Boeing Global Engagement Fund Awards $50,000 for Women in STEM
Boeing Global Engagement Fund awarded ECST $50,000 for use in the College’s summer LAunchPad program for high school girls and to develop our Engineering Ambassadors program. The award will enable us to increase our capacity to build relationships with high schools. This gift highlights the longstanding relationship between ECST and the Boeing Company. The program will be managed by Daniel Galvan, Director of Acceleration Initiatives and Student Engagement, and Thelma Federico, ECST Outreach Coordinator.
Xilinx Grant Will Fund New Initiative to Promote Women in STEM
ECST has won a $45,000 grant that also includes in-kind materials from Silicon Valley-based Xilinx Inc. to create the Xilinx Women in Technology (WIT) BioEngineering Women Innovators (BE WINNORS) Initiative. The goal of the initiative is to promote the success of college-level women in engineering and computer science fields and attract high school-level women into these fields by engaging them in projects with biomedical applications.
At the college-level, BE WINNORS will target first-generation sophomore-, junior-, and senior-level female engineering majors. BE WINNORS students will engage in in medical robotics and mobile health projects and serve as role models for high school students. At the high school-level, BE WINNORS will develop programming to attract females from feeder high schools to apply to ECST and major in Computer Science or Electrical and Computer Engineering.
Deborah Won, Professor of Electrical and Computer Engineering (ECE) and the Principal Investigator for the BE WINNORS initiative, will co-lead this effort with ECE Professors Curtis Wang and Charles Liu and Computer Science Professor Navid Amini. Said Won, “The BE WINNORS program will provide opportunities for female engineering students to immerse themselves in innovative biotech projects that use Xilinx field programmable gate arrays and develop a sense of belonging amongst a community of female engineers and computer scientists.”
Xilinx, located in San Jose, California, is the inventor of field programmable gate arrays, which drive rapid innovation across a wide span of industries and technologies.
Capstone Senior Design Partners Step Up During Pandemic
Even during the pandemic, ECST’s partners continue their strong support for the College’s Capstone Senior Design program. During the 2020-2021 academic year, over 70 Capstone projects are underway.
Despite the challenges of learning and working remotely, the breadth of Capstone topics remains vast. Some students are working on green energy problems with Southern California Edison and Southern California Gas.
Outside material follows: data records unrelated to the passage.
//! Single-line text measurement and drawing.
//!
//! Glyphs are laid out and rasterized with rusttype. Layout follows rusttype's
//! own single-line layout (advance widths plus pair kerning) and adds the
//! letter spacing after every character, so measuring and drawing share one
//! set of glyph positions. Boldness is simulated by dilating the glyph
//! coverage mask with imageproc before compositing. There is no wrapping.

use image::{GrayImage, Pixel, Rgba, RgbaImage};
use imageproc::distance_transform::Norm;
use imageproc::morphology::dilate;
use rusttype::{point, Font, PositionedGlyph, Scale};
use std::fmt;
use tracing::warn;

use crate::assets::AssetProvider;

/// Advance of one character in the fallback face is `size * 3 / 5`.
fn fallback_advance(size: f32) -> f32 {
    size * 3.0 / 5.0
}

/// A parsed font, or the metric-only fallback used when no font is available.
#[derive(Clone)]
pub enum FontFace {
    TrueType(Font<'static>),
    /// Deterministic metrics, draws nothing.
    Fallback,
}

impl fmt::Debug for FontFace {
    fn fmt(&self, f: &mut fmt::Formatter<'_>) -> fmt::Result {
        match self {
            FontFace::TrueType(_) => f.write_str("FontFace::TrueType"),
            FontFace::Fallback => f.write_str("FontFace::Fallback"),
        }
    }
}

impl FontFace {
    pub fn from_bytes(bytes: Vec<u8>) -> Option<Self> {
        Font::try_from_vec(bytes).map(FontFace::TrueType)
    }

    /// First readable font among absolute system paths.
    pub fn from_system(candidates: &[String]) -> Option<Self> {
        candidates.iter().find_map(|path| {
            let bytes = std::fs::read(path).ok()?;
            Self::from_bytes(bytes)
        })
    }

    pub fn is_fallback(&self) -> bool {
        matches!(self, FontFace::Fallback)
    }
}

/// Where a resolved font face came from.
#[derive(Debug, Clone, Copy, PartialEq, Eq)]
pub enum FaceSource {
    /// Loaded from the asset provider under the name at this index of the request.
    Asset(usize),
    System,
    Fallback,
}

/// Resolve a face: each asset name in order, then system fonts, then the fallback face.
pub fn resolve_face(
    provider: &dyn AssetProvider,
    names: &[&str],
    system_fonts: &[String],
) -> (FontFace, FaceSource) {
    for (i, name) in names.iter().enumerate() {
        if let Some(face) = provider.load_font_face(name) {
            return (face, FaceSource::Asset(i));
        }
    }
    if let Some(face) = FontFace::from_system(system_fonts) {
        return (face, FaceSource::System);
    }
    warn!(fonts = ?names, "No font available, text will be laid out without glyphs");
    (FontFace::Fallback, FaceSource::Fallback)
}

/// A face at a pixel size.
#[derive(Debug, Clone)]
pub struct BadgeFont {
    face: FontFace,
    size: f32,
}

impl BadgeFont {
    pub fn new(face: FontFace, size: f32) -> Self {
        Self {
            face,
            size: size.max(1.0),
        }
    }

    pub fn fallback(size: f32) -> Self {
        Self::new(FontFace::Fallback, size)
    }

    pub fn size(&self) -> f32 {
        self.size
    }

    pub fn face(&self) -> &FontFace {
        &self.face
    }

    fn scale(&self) -> Scale {
        Scale::uniform(self.size)
    }
}

/// Lay `text` out on one line with its baseline at the font's ascent.
///
/// Pairs are kerned and `letter_spacing` is added after every character. At
/// zero spacing this matches `Font::layout` exactly.
fn layout_glyphs(
    font: &Font<'static>,
    scale: Scale,
    text: &str,
    letter_spacing: f32,
) -> Vec<PositionedGlyph<'static>> {
    let ascent = font.v_metrics(scale).ascent;
    let mut glyphs = Vec::with_capacity(text.len());
    let mut caret = 0.0f32;
    let mut last = None;
    for ch in text.chars() {
        let glyph = font.glyph(ch).scaled(scale);
        if let Some(prev) = last {
            caret += font.pair_kerning(scale, prev, glyph.id());
        }
        last = Some(glyph.id());
        let advance = glyph.h_metrics().advance_width;
        glyphs.push(glyph.positioned(point(caret, ascent)));
        caret += advance + letter_spacing;
    }
    glyphs
}

/// Right and bottom pixel extent of laid-out glyphs, measured from the origin.
fn glyph_extent(glyphs: &[PositionedGlyph<'_>]) -> (u32, u32) {
    let (mut w, mut h) = (0i32, 0i32);
    for bb in glyphs.iter().filter_map(|g| g.pixel_bounding_box()) {
        w = w.max(bb.max.x);
        h = h.max(bb.max.y);
    }
    (w.max(0) as u32, h.max(0) as u32)
}

/// Measure `text` as `(width, height)`.
///
/// Width is the right edge of the last inked pixel with glyphs advanced by
/// their advance width, pair kerning and `letter_spacing`. At zero spacing
/// this is the font's native bounding box, and it grows continuously and
/// monotonically with the spacing.
pub fn measure(text: &str, font: &BadgeFont, letter_spacing: f32) -> (u32, u32) {
    if text.is_empty() {
        return (0, 0);
    }
    match &font.face {
        FontFace::TrueType(ttf) => {
            glyph_extent(&layout_glyphs(ttf, font.scale(), text, letter_spacing))
        }
        FontFace::Fallback => {
            let chars = text.chars().count() as f32;
            let width = chars * fallback_advance(font.size) + (chars - 1.0) * letter_spacing;
            (width.max(0.0).round() as u32, font.size.ceil() as u32)
        }
    }
}

/// X offset that centers a block of `width` on a canvas of `canvas_width`.
pub fn centered_x(canvas_width: u32, width: u32) -> i32 {
    (canvas_width as i32 - width as i32) / 2
}

/// Part of the canvas a text block can touch, in canvas coordinates.
#[derive(Debug, Clone, Copy, PartialEq, Eq)]
pub(crate) struct MaskWindow {
    pub x: i32,
    pub y: i32,
    pub width: u32,
    pub height: u32,
}

/// Window for a coverage mask: the ink bounds `(left, top, right, bottom)`
/// grown by `pad`, intersected with the canvas grown by `pad`.
///
/// Ink farther than `pad` outside the canvas cannot dilate onto it, so the
/// mask never exceeds the canvas by more than `pad` on any side.
pub(crate) fn mask_window(
    ink: (i32, i32, i32, i32),
    pad: i32,
    canvas: (u32, u32),
) -> Option<MaskWindow> {
    let left = (ink.0 - pad).max(-pad);
    let top = (ink.1 - pad).max(-pad);
    let right = (ink.2 + pad).min(canvas.0 as i32 + pad);
    let bottom = (ink.3 + pad).min(canvas.1 as i32 + pad);
    if left >= right || top >= bottom {
        return None;
    }
    Some(MaskWindow {
        x: left,
        y: top,
        width: (right - left) as u32,
        height: (bottom - top) as u32,
    })
}

/// Draw `text` with its layout box's top-left at `position`.
///
/// `stroke_px` thickens every glyph outline by that many pixels in the same
/// color. Only the part of the text that can reach the canvas is rasterized.
/// Returns the measured `(width, height)`, identical to [`measure`].
pub fn draw_bold(
    canvas: &mut RgbaImage,
    position: (i32, i32),
    text: &str,
    font: &BadgeFont,
    color: Rgba<u8>,
    stroke_px: u32,
    letter_spacing: f32,
) -> (u32, u32) {
    let ttf = match &font.face {
        FontFace::TrueType(ttf) => ttf,
        FontFace::Fallback => return measure(text, font, letter_spacing),
    };
    if text.is_empty() {
        return (0, 0);
    }

    let glyphs = layout_glyphs(ttf, font.scale(), text, letter_spacing);
    let size = glyph_extent(&glyphs);

    let ink = glyphs
        .iter()
        .filter_map(|g| g.pixel_bounding_box())
        .fold(None, |acc: Option<(i32, i32, i32, i32)>, bb| {
            let (l, t, r, b) = acc.unwrap_or((bb.min.x, bb.min.y, bb.max.x, bb.max.y));
            Some((l.min(bb.min.x), t.min(bb.min.y), r.max(bb.max.x), b.max(bb.max.y)))
        })
        .map(|(l, t, r, b)| (l + position.0, t + position.1, r + position.0, b + position.1));
    let Some(ink) = ink else {
        return size;
    };

    let pad = stroke_px.min(u8::MAX as u32) as i32;
    let Some(window) = mask_window(ink, pad, canvas.dimensions()) else {
        return size;
    };

    let mut mask = GrayImage::new(window.width, window.height);
    for glyph in &glyphs {
        let Some(bb) = glyph.pixel_bounding_box() else {
            continue;
        };
        let left = position.0 + bb.min.x - window.x;
        let top = position.1 + bb.min.y - window.y;
        if left >= window.width as i32
            || top >= window.height as i32
            || left + bb.width() <= 0
            || top + bb.height() <= 0
        {
            continue;
        }
        glyph.draw(|gx, gy, v| {
            let mx = left + gx as i32;
            let my = top + gy as i32;
            if mx < 0 || my < 0 || mx >= window.width as i32 || my >= window.height as i32 {
                return;
            }
            let value = (v * 255.0).round().clamp(0.0, 255.0) as u8;
            let px = mask.get_pixel_mut(mx as u32, my as u32);
            px[0] = px[0].max(value);
        });
    }

    let stroked = if pad > 0 {
        Some(dilate(&mask, Norm::LInf, pad as u8))
    } else {
        None
    };

    for (mx, my, coverage) in mask.enumerate_pixels() {
        let mut alpha = coverage[0];
        if let Some(stroked) = &stroked {
            alpha = alpha.max(stroked.get_pixel(mx, my)[0]);
        }
        if alpha == 0 {
            continue;
        }
        let x = window.x + mx as i32;
        let y = window.y + my as i32;
        if x < 0 || y < 0 || x >= canvas.width() as i32 || y >= canvas.height() as i32 {
            continue;
        }
        let scaled_alpha = (alpha as u16 * color[3] as u16 / 255) as u8;
        canvas
            .get_pixel_mut(x as u32, y as u32)
            .blend(&Rgba([color[0], color[1], color[2], scaled_alpha]));
    }

    size
}
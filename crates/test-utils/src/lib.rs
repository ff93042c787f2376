//! Shared test utilities for the status badge workspace.
//!
//! This crate provides common testing infrastructure including:
//! - Font and temporary directory helpers
//! - A skip macro for tests that need an installed font
//! - Synthetic image asset generators
//! - Common request fixtures
//!
//! # Usage
//!
//! Add to your crate's `Cargo.toml`:
//!
//! ```toml
//! [dev-dependencies]
//! test-utils = { path = "../test-utils" }
//! ```
//!
//! Then import in your tests:
//!
//! ```ignore
//! use test_utils::{require_font, fixtures};
//! ```

pub mod fixtures;
pub mod generators;
pub mod paths;

// Re-export commonly used items at the crate root
pub use fixtures::*;
pub use generators::*;
pub use paths::*;

/// Macro to skip a test if no TrueType font is installed.
///
/// Glyph rendering tests need a real font; the renderer itself degrades to
/// metric-only text without one.
///
/// # Usage
///
/// ```ignore
/// use test_utils::require_font;
///
/// #[test]
/// fn test_bold_text_covers_more_pixels() {
///     let font_bytes = require_font!();
///     // Test code using font_bytes...
/// }
/// ```
#[macro_export]
macro_rules! require_font {
    () => {{
        match $crate::find_system_font() {
            Some(path) => match std::fs::read(&path) {
                Ok(bytes) => bytes,
                Err(e) => {
                    eprintln!("SKIPPED: Font '{}' unreadable: {}", path.display(), e);
                    return;
                }
            },
            None => {
                eprintln!("SKIPPED: No system font found. Install DejaVu or set TEST_FONT.");
                return;
            }
        }
    }};
}

/// Macro for approximate floating-point equality assertions.
///
/// # Usage
///
/// ```ignore
/// use test_utils::assert_approx_eq;
///
/// assert_approx_eq!(1.0001_f64, 1.0_f64, 0.001_f64); // passes
/// assert_approx_eq!(1.1_f32, 1.0_f32, 0.001_f32);    // fails
/// ```
#[macro_export]
macro_rules! assert_approx_eq {
    ($left:expr, $right:expr, $epsilon:expr) => {{
        let left: f64 = $left as f64;
        let right: f64 = $right as f64;
        let epsilon: f64 = $epsilon as f64;
        let diff = (left - right).abs();
        if diff > epsilon {
            panic!(
                "assertion failed: `(left ≈ right)`\n  left: `{:?}`,\n right: `{:?}`,\n  diff: `{:?}` > epsilon `{:?}`",
                left, right, diff, epsilon
            );
        }
    }};
}

/// Approximate equality of two points.
#[macro_export]
macro_rules! assert_point_approx_eq {
    (($x1:expr, $y1:expr), ($x2:expr, $y2:expr), $epsilon:expr) => {{
        $crate::assert_approx_eq!($x1, $x2, $epsilon);
        $crate::assert_approx_eq!($y1, $y2, $epsilon);
    }};
}
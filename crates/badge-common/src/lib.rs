//! Common types shared by the status badge renderer and service.

pub mod color;
pub mod config;
pub mod error;
pub mod request;
pub mod tier;

pub use color::Rgb;
pub use config::{AssetNames, BadgeConfig, CanvasConfig, ColorConfig, LayoutConfig, LimitsConfig};
pub use error::{BadgeError, BadgeResult};
pub use request::{BadgeParams, BadgeRequest, DisplayNumber};
pub use tier::{Tier, TierAssets, TierPolicy};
Others are working with local entrepreneurs and companies on projects as diverse as an application to help veterans cope with post-traumatic stress and programming a drone to fly autonomously.
We are pleased to recognize and thank our loyal and generous supporters, including Southern California Edison and Southern California Gas, each contributing $50,000 to the Capstone program, as well as Raytheon and QTC. We also extend our appreciation to the many other organizations providing technical liaisons that give Capstone students access to invaluable real-world insights. These include The Aerospace Corporation, JPL, MathWorks, SAYA Life, and AT&T.